The rehab center is a very nice place, but it doesn't pay the bills; it only strains the medical insurance. It has light gray and olive green walls with a purple wall behind the reception. A mini chandelier hangs over the reception, glass walls, and a huge water fountain before the entrance. The whole place itself looks like Wonderland. Every time he must come back, mom must put in extra shifts. When he gets out of rehab, nobody wants to give him a job because he returns to rehab more than six times a year.

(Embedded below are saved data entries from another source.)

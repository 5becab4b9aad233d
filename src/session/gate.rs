use std::sync::Arc;

use crate::network::NetworkStatus;

use super::AuthState;

#[derive(Debug, Clone, Copy, PartialEq, Eq)]
pub enum GateRejection {
    NotAuthenticated,
    Offline,
}

#[derive(Clone)]
pub struct SessionGate {
    auth: Arc<dyn AuthState>,
    network: Arc<dyn NetworkStatus>,
}

impl SessionGate {
    pub fn new(auth: Arc<dyn AuthState>, network: Arc<dyn NetworkStatus>) -> Self {
        Self { auth, network }
    }

    pub fn is_authenticated(&self) -> bool {
        self.auth.is_logged_in() && self.auth.session_token().is_some()
    }

    pub fn is_reachable(&self) -> bool {
        self.network.is_connected()
    }

    pub fn check(&self) -> Result<(), GateRejection> {
        if !self.is_authenticated() {
            return Err(GateRejection::NotAuthenticated);
        }
        if !self.is_reachable() {
            return Err(GateRejection::Offline);
        }
        Ok(())
    }

    pub fn auth(&self) -> &Arc<dyn AuthState> {
        &self.auth
    }
}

He stays here for about four months until every trace of drugs is out of his system, and then he pleads that he is good to come home. Time passes, then he goes into Danny's room. Back to square one. Maybe if my mother sold the house and donated Danny's stuff, maybe, just maybe things could change, and Dad can get back to being my dad.

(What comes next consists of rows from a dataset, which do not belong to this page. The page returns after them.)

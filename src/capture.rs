//! Registration of newly captured pictures.
//!
//! Pictures are written to the pictures directory under a fresh unique name
//! and then recorded as eligible for delivery.

use std::sync::Arc;

use anyhow::{bail, Context, Result};
use image::ImageFormat;
use log::{info, warn};
use uuid::Uuid;

use crate::{
    counter::UnsentCounter,
    db::{Database, ImageRecord, StoreError},
    pictures::LocalPictureStore,
};

pub struct CaptureIngest {
    db: Database,
    pictures: Arc<LocalPictureStore>,
    counter: Arc<dyn UnsentCounter>,
}

impl CaptureIngest {
    pub fn new(
        db: Database,
        pictures: Arc<LocalPictureStore>,
        counter: Arc<dyn UnsentCounter>,
    ) -> Self {
        Self {
            db,
            pictures,
            counter,
        }
    }

    /// Stores encoded picture bytes and queues them for upload.
    pub async fn ingest(&self, bytes: &[u8]) -> Result<ImageRecord> {
        let format = image::guess_format(bytes).context("unrecognised picture data")?;
        let extension = extension_for(format)?;
        let name = format!("{}.{}", Uuid::new_v4(), extension);

        self.pictures
            .write(&name, bytes)
            .await
            .with_context(|| format!("failed to write {name}"))?;
        let stat = self.pictures.stat(&name).await?;
        let record = self
            .db
            .create_image(&name, stat.size_kb, stat.created_at)
            .await?;

        info!("Captured {} ({:.1} kB)", record.name, record.size_kb);
        self.counter.refresh();
        Ok(record)
    }

    /// Records pictures already on disk that have no row yet. Returns how
    /// many were added.
    pub async fn backfill(&self) -> Result<usize> {
        let names = self.pictures.list().await?;
        let mut registered = 0;

        for name in names {
            if self.db.get_image(&name).await?.is_some() {
                continue;
            }
            let stat = match self.pictures.stat(&name).await {
                Ok(stat) => stat,
                Err(err) => {
                    warn!("Skipping {name} during backfill: {err}");
                    continue;
                }
            };
            match self
                .db
                .create_image(&name, stat.size_kb, stat.created_at)
                .await
            {
                Ok(_) => registered += 1,
                Err(StoreError::AlreadyExists(_)) => {}
                Err(err) => return Err(err.into()),
            }
        }

        if registered > 0 {
            info!("Registered {registered} untracked picture(s)");
            self.counter.refresh();
        }
        Ok(registered)
    }
}

fn extension_for(format: ImageFormat) -> Result<&'static str> {
    match format {
        ImageFormat::Jpeg => Ok("jpg"),
        ImageFormat::Png => Ok("png"),
        other => bail!("unsupported picture format {other:?}"),
    }
}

I sneeze about two times while walking just to the front office. This place is in the middle of nowhere, lots of bushes. Now keep in mind I'm moving to a farm, so be prepared that I am going to sneeze a lot; I'm already apologizing to those poor kids. Wrong metaphor. Scratch the word 'poor,' that's mean.
"I'm calling him for you, V," the nurse on the other side of the counter says as I walk through the doors. Like I said, I'm a regular, but the second year we started repeating the same cycle as last year, this will be my first time visiting him this year.
"Thanks, Nina. I'll be waiting for him on the bench next to the regular waterfall." I'll send him, but he has been doing really well— " I stop her right there and respond respectfully, with a small smile, "Nina, no need, he'll be back in a few months, like always." She doesn't say anything, just gives me a weak smile and leaves the counter.
I've been waiting for about less than five minutes admiring the flowers when he approaches me. Brutally honest, he looks like a hobo. His face isn't shaved; he has bags under his eyes, and his face looks over seventy. Yeah right, he's doing 'very' well; nobody looks like that when they are doing 'very' well.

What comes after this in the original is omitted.